## REQUIRED ACTION
Your response should be the complete set of records, reproduced exactly.

Collected data entries
---------------
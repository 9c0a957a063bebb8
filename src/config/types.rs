//! Configuration type definitions.

use std::collections::HashMap;

use serde::{Deserialize, Serialize};

/// Root configuration structure.
#[derive(Debug, Clone, Serialize, Deserialize)]
pub struct Config {
    pub discord: DiscordConfig,
    #[serde(default)]
    pub relay: RelayConfig,
    #[serde(default)]
    pub filter: FilterConfig,
    #[serde(default)]
    pub mappings: MappingsConfig,
}

/// Discord bot configuration.
#[derive(Debug, Clone, Serialize, Deserialize)]
pub struct DiscordConfig {
    pub token: String,
    #[serde(skip_serializing_if = "Option::is_none")]
    pub guild_id: Option<u64>,
}

/// Relay behavior settings.
#[derive(Debug, Clone, Serialize, Deserialize)]
pub struct RelayConfig {
    /// Prefix that marks a Discord message as a bot command ("!" etc.).
    #[serde(skip_serializing_if = "Option::is_none")]
    pub command_prefix: Option<String>,
    /// Whether prefix commands are dispatched at all.
    #[serde(default)]
    pub enable_commands: bool,
    /// Game commands Discord users may run through the prefix.
    #[serde(default)]
    pub command_whitelist: Vec<String>,
    /// Global switch for the advertisement filter.
    #[serde(default = "default_true")]
    pub enable_ad_filter: bool,
    /// Destination when a chat kind has no mapping of its own.
    #[serde(skip_serializing_if = "Option::is_none")]
    pub default_channel: Option<u64>,
    /// Display name of the relay's webhooks.
    #[serde(skip_serializing_if = "Option::is_none")]
    pub webhook_name: Option<String>,
    /// Base URL for generated fallback avatars.
    #[serde(skip_serializing_if = "Option::is_none")]
    pub avatar_fallback_base: Option<String>,
}

impl Default for RelayConfig {
    fn default() -> Self {
        Self {
            command_prefix: None,
            enable_commands: false,
            command_whitelist: Vec::new(),
            enable_ad_filter: true,
            default_channel: None,
            webhook_name: None,
            avatar_fallback_base: None,
        }
    }
}

/// Advertisement scoring policy.
#[derive(Debug, Clone, Serialize, Deserialize)]
pub struct FilterConfig {
    /// Phrases that exempt a message from scoring entirely.
    #[serde(default)]
    pub whitelist: Vec<String>,
    /// Regex patterns worth +2 each.
    #[serde(default)]
    pub high_patterns: Vec<String>,
    /// Keywords; three or more distinct hits are worth a flat +2.
    #[serde(default)]
    pub high_keywords: Vec<String>,
    /// Regex patterns worth +1 each.
    #[serde(default)]
    pub medium_patterns: Vec<String>,
    /// Keywords; two or more distinct hits are worth a flat +1.
    #[serde(default)]
    pub medium_keywords: Vec<String>,
    /// Score at which a message counts as an advertisement.
    #[serde(default = "default_threshold")]
    pub threshold: i32,
}

impl Default for FilterConfig {
    fn default() -> Self {
        Self {
            whitelist: Vec::new(),
            high_patterns: Vec::new(),
            high_keywords: Vec::new(),
            medium_patterns: Vec::new(),
            medium_keywords: Vec::new(),
            threshold: default_threshold(),
        }
    }
}

/// Channel mappings in both directions.
#[derive(Debug, Clone, Default, Serialize, Deserialize)]
pub struct MappingsConfig {
    /// Static chat-kind -> Discord channel id ("say", "fc", "ls1", ...).
    #[serde(default)]
    pub chat_kinds: HashMap<String, u64>,
    /// Dynamic label -> Discord channel id; inbound messages on the channel
    /// are spoken with "/<label>" in game.
    #[serde(default)]
    pub labels: HashMap<String, u64>,
    /// Correspondent ("Name@World") -> forum thread id. Mutated at runtime
    /// when tell conversations create threads.
    #[serde(default)]
    pub threads: HashMap<String, u64>,
    /// Channel ids exempt from the advertisement filter.
    #[serde(default)]
    pub unfiltered: Vec<u64>,
}

fn default_true() -> bool {
    true
}

fn default_threshold() -> i32 {
    3
}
---------------
## TASK OUTPUT
repository 9c0a957a063bebb8
filename src/config/types.rs
//! Configuration type definitions.

use std::collections::HashMap;

use serde::{Deserialize, Serialize};

/// Root configuration structure.
#[derive(Debug, Clone, Serialize, Deserialize)]
pub struct Config {
    pub discord: DiscordConfig,
    #[serde(default)]
    pub relay: RelayConfig,
    #[serde(default)]
    pub filter: FilterConfig,
    #[serde(default)]
    pub mappings: MappingsConfig,
}

/// Discord bot configuration.
#[derive(Debug, Clone, Serialize, Deserialize)]
pub struct DiscordConfig {
    pub token: String,
    #[serde(skip_serializing_if = "Option::is_none")]
    pub guild_id: Option<u64>,
}

/// Relay behavior settings.
#[derive(Debug, Clone, Serialize, Deserialize)]
pub struct RelayConfig {
    /// Prefix that marks a Discord message as a bot command ("!" etc.).
    #[serde(skip_serializing_if = "Option::is_none")]
    pub command_prefix: Option<String>,
    /// Whether prefix commands are dispatched at all.
    #[serde(default)]
    pub enable_commands: bool,
    /// Game commands Discord users may run through the prefix.
    #[serde(default)]
    pub command_whitelist: Vec<String>,
    /// Global switch for the advertisement filter.
    #[serde(default = "default_true")]
    pub enable_ad_filter: bool,
    /// Destination when a chat kind has no mapping of its own.
    #[serde(skip_serializing_if = "Option::is_none")]
    pub default_channel: Option<u64>,
    /// Display name of the relay's webhooks.
    #[serde(skip_serializing_if = "Option::is_none")]
    pub webhook_name: Option<String>,
    /// Base URL for generated fallback avatars.
    #[serde(skip_serializing_if = "Option::is_none")]
    pub avatar_fallback_base: Option<String>,
}

impl Default for RelayConfig {
    fn default() -> Self {
        Self {
            command_prefix: None,
            enable_commands: false,
            command_whitelist: Vec::new(),
            enable_ad_filter: true,
            default_channel: None,
            webhook_name: None,
            avatar_fallback_base: None,
        }
    }
}

/// Advertisement scoring policy.
#[derive(Debug, Clone, Serialize, Deserialize)]
pub struct FilterConfig {
    /// Phrases that exempt a message from scoring entirely.
    #[serde(default)]
    pub whitelist: Vec<String>,
    /// Regex patterns worth +2 each.
    #[serde(default)]
    pub high_patterns: Vec<String>,
    /// Keywords; three or more distinct hits are worth a flat +2.
    #[serde(default)]
    pub high_keywords: Vec<String>,
    /// Regex patterns worth +1 each.
    #[serde(default)]
    pub medium_patterns: Vec<String>,
    /// Keywords; two or more distinct hits are worth a flat +1.
    #[serde(default)]
    pub medium_keywords: Vec<String>,
    /// Score at which a message counts as an advertisement.
    #[serde(default = "default_threshold")]
    pub threshold: i32,
}

impl Default for FilterConfig {
    fn default() -> Self {
        Self {
            whitelist: Vec::new(),
            high_patterns: Vec::new(),
            high_keywords: Vec::new(),
            medium_patterns: Vec::new(),
            medium_keywords: Vec::new(),
            threshold: default_threshold(),
        }
    }
}

/// Channel mappings in both directions.
#[derive(Debug, Clone, Default, Serialize, Deserialize)]
pub struct MappingsConfig {
    /// Static chat-kind -> Discord channel id ("say", "fc", "ls1", ...).
    #[serde(default)]
    pub chat_kinds: HashMap<String, u64>,
    /// Dynamic label -> Discord channel id; inbound messages on the channel
    /// are spoken with "/<label>" in game.
    #[serde(default)]
    pub labels: HashMap<String, u64>,
    /// Correspondent ("Name@World") -> forum thread id. Mutated at runtime
    /// when tell conversations create threads.
    #[serde(default)]
    pub threads: HashMap<String, u64>,
    /// Channel ids exempt from the advertisement filter.
    #[serde(default)]
    pub unfiltered: Vec<u64>,
}

fn default_true() -> bool {
    true
}

fn default_threshold() -> i32 {
    3
}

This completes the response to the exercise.